The following documentation provides a step-by-step introduction to setting up and using GNS3:
- Overview of GNS3 and its capabilities
- Installation instructions for GNS3 and GNS3 VM
- How to import and configure appliances
- Setup and usage of Sonic virtual switches
- Configuration for Cisco 8102 devices in GNS3
- Building a Sonic VS image locally
Once you've completed the setup guides, you should have GNS3 running on your system, with the GUI connected to either a local or remote GNS3 VM. In this project, GNS3 was installed on a Windows machine and connected to a GNS3 VM hosted on a Proxmox server. To verify server connections, Go to "Edit → Preferences → Server". You should see your main server (local) and any configured remote servers, such as the GNS3 VM.
You can also view active servers in the "Servers Summary" panel within the GNS3 main window:
GNS3 supports multiple emulator backends. To view available templates navigate to "Edit → Preferences". Under each emulator type (Dynamips, IOU, QEMU, Docker), review the registered templates.
Dynamips
IOU
QEMU
Docker
Some appliances (such as QEMU-based images) may already be bound to a specific server. Others, like "Ethernet Switch" or "Cloud", will prompt you to select which server to use when dragged into a topology.

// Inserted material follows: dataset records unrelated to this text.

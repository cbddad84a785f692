use crate::power::{PreviewSurface, SurfaceTarget, Unbind, WheelDisposition, WheelEvent, WheelHandler};
use async_trait::async_trait;
use std::sync::atomic::{AtomicBool, AtomicU64, Ordering};
use std::sync::{Arc, Mutex, PoisonError};
use tokio::sync::Notify;
use tracing::trace;

struct Binding {
    id: u64,
    target: SurfaceTarget,
    handler: WheelHandler,
}

/// A preview surface without a screen, driven by the operator shell.
///
/// Every scroll is delivered to all bound targets with one gesture id, like a browser
/// delivering a wheel event to an image and its container.
pub struct HeadlessSurface {
    visible: AtomicBool,
    shown: Notify,
    bindings: Arc<Mutex<Vec<Binding>>>,
    next_binding: AtomicU64,
    next_gesture: AtomicU64,
}

impl HeadlessSurface {
    pub fn new() -> Self {
        HeadlessSurface {
            visible: AtomicBool::new(false),
            shown: Notify::new(),
            bindings: Arc::new(Mutex::new(Vec::new())),
            next_binding: AtomicU64::new(0),
            next_gesture: AtomicU64::new(0),
        }
    }

    #[cfg(test)]
    pub fn bound_targets(&self) -> Vec<SurfaceTarget> {
        self.bindings.lock().unwrap_or_else(PoisonError::into_inner).iter().map(|binding| binding.target).collect()
    }

    pub fn scroll(&self, delta_y: f64) -> WheelDisposition {
        let gesture_id = self.next_gesture.fetch_add(1, Ordering::Relaxed);
        let listeners: Vec<(SurfaceTarget, WheelHandler)> = self
            .bindings
            .lock()
            .unwrap_or_else(PoisonError::into_inner)
            .iter()
            .map(|binding| (binding.target, binding.handler.clone()))
            .collect();

        let mut disposition = WheelDisposition::Propagate;
        for (target, handler) in listeners {
            let event = WheelEvent { gesture_id, delta_y, target };
            if handler(&event) == WheelDisposition::Consumed {
                disposition = WheelDisposition::Consumed;
            }
        }

        trace!(gesture_id, ?disposition, "Scroll dispatched");
        disposition
    }
}

impl Default for HeadlessSurface {
    fn default() -> Self {
        HeadlessSurface::new()
    }
}

#[async_trait]
impl PreviewSurface for HeadlessSurface {
    fn set_visible(&self, visible: bool) {
        self.visible.store(visible, Ordering::SeqCst);
        if visible {
            self.shown.notify_waiters();
        }
    }

    fn is_mounted(&self) -> bool {
        self.visible.load(Ordering::SeqCst)
    }

    fn bind_wheel(&self, target: SurfaceTarget, handler: WheelHandler) -> Option<Unbind> {
        let id = self.next_binding.fetch_add(1, Ordering::Relaxed);
        self.bindings.lock().unwrap_or_else(PoisonError::into_inner).push(Binding { id, target, handler });

        let bindings = self.bindings.clone();
        Some(Unbind::new(move || {
            bindings.lock().unwrap_or_else(PoisonError::into_inner).retain(|binding| binding.id != id);
        }))
    }

    async fn ready(&self) {
        loop {
            let shown = self.shown.notified();
            if self.is_mounted() {
                return;
            }
            shown.await;
        }
    }
}

#[cfg(test)]
mod tests {
    use super::*;
    use crate::power::ListenerToken;
    use pretty_assertions::assert_eq;
    use std::time::Duration;

    #[test]
    fn scroll_without_bindings_propagates() {
        let surface = HeadlessSurface::new();

        assert_eq!(surface.scroll(-1.0), WheelDisposition::Propagate);
    }

    #[test]
    fn scroll_reaches_every_binding_with_one_gesture_id() {
        let surface = HeadlessSurface::new();
        let seen = Arc::new(Mutex::new(Vec::new()));
        for target in [SurfaceTarget::Preview, SurfaceTarget::Feed] {
            let seen = seen.clone();
            let _binding = surface.bind_wheel(
                target,
                Arc::new(move |event: &WheelEvent| {
                    seen.lock().unwrap().push((event.gesture_id, event.target));
                    WheelDisposition::Consumed
                }),
            );
        }

        assert_eq!(surface.scroll(-1.0), WheelDisposition::Consumed);
        assert_eq!(*seen.lock().unwrap(), vec![(0, SurfaceTarget::Preview), (0, SurfaceTarget::Feed)]);
    }

    #[test]
    fn disposing_a_token_removes_only_its_own_bindings() {
        let surface = HeadlessSurface::new();
        let handler: WheelHandler = Arc::new(|_: &WheelEvent| WheelDisposition::Consumed);

        let mut first = ListenerToken::default();
        first.push(SurfaceTarget::Preview, surface.bind_wheel(SurfaceTarget::Preview, handler.clone()).expect("binding"));
        let mut second = ListenerToken::default();
        second.push(SurfaceTarget::Feed, surface.bind_wheel(SurfaceTarget::Feed, handler).expect("binding"));

        first.dispose();
        assert_eq!(surface.bound_targets(), vec![SurfaceTarget::Feed]);

        second.dispose();
        assert_eq!(surface.scroll(1.0), WheelDisposition::Propagate);
    }

    #[tokio::test]
    async fn ready_resolves_once_visible() {
        let surface = Arc::new(HeadlessSurface::new());

        let waiter = tokio::spawn({
            let surface = surface.clone();
            async move { surface.ready().await }
        });
        tokio::task::yield_now().await;
        surface.set_visible(true);

        tokio::time::timeout(Duration::from_secs(1), waiter).await.expect("ready").expect("task");
    }
}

Below is a sample topology built with:
- Two Sonic routers
- One Cisco 8102 router
- One Cisco 7200 router
- One Ubuntu Docker acting as a management host
- An Ethernet switch connecting all devices
- A NAT node providing external internet access
This setup enables testing of both data and control plane behavior, along with external connectivity for software updates or telemetry. This project serves as a foundation for future work, where we will build more advanced network scenarios and automation workflows on top of this GNS3 setup.
Refer to this guide to configure the management host.
To access network devices inside GNS3 topology from your local machine, you must traverse two intermediate hosts:
My Host
│
├──> Jump Host #1: GNS3 VM (gns3@192.168.2.107)
│ │
│ └──> Jump Host #2: Management Host (root@192.168.122.213)
│ │
│ └──> Target: Sonic VM (admin@10.10.10.102)
To simplify access, you can define a chain of jump hosts using an SSH configuration file (~/.ssh/config) on your host. This approach eliminates the need to manually specify ProxyJump or perform step-by-step SSH hops. Add the following entries to your SSH config:
Host gns3-vm
HostName 192.168.2.107
User gns3
Host mgmt-host
HostName 192.168.122.213
User root
ProxyJump gns3-vm
Host sonic-vm
HostName 10.10.10.102
User admin
ProxyJump mgmt-host
Once this configuration is in place, you can access the Sonic VM using a single command:
ssh sonic-vm
You may optionally configure SSH keys to avoid repeated password prompts.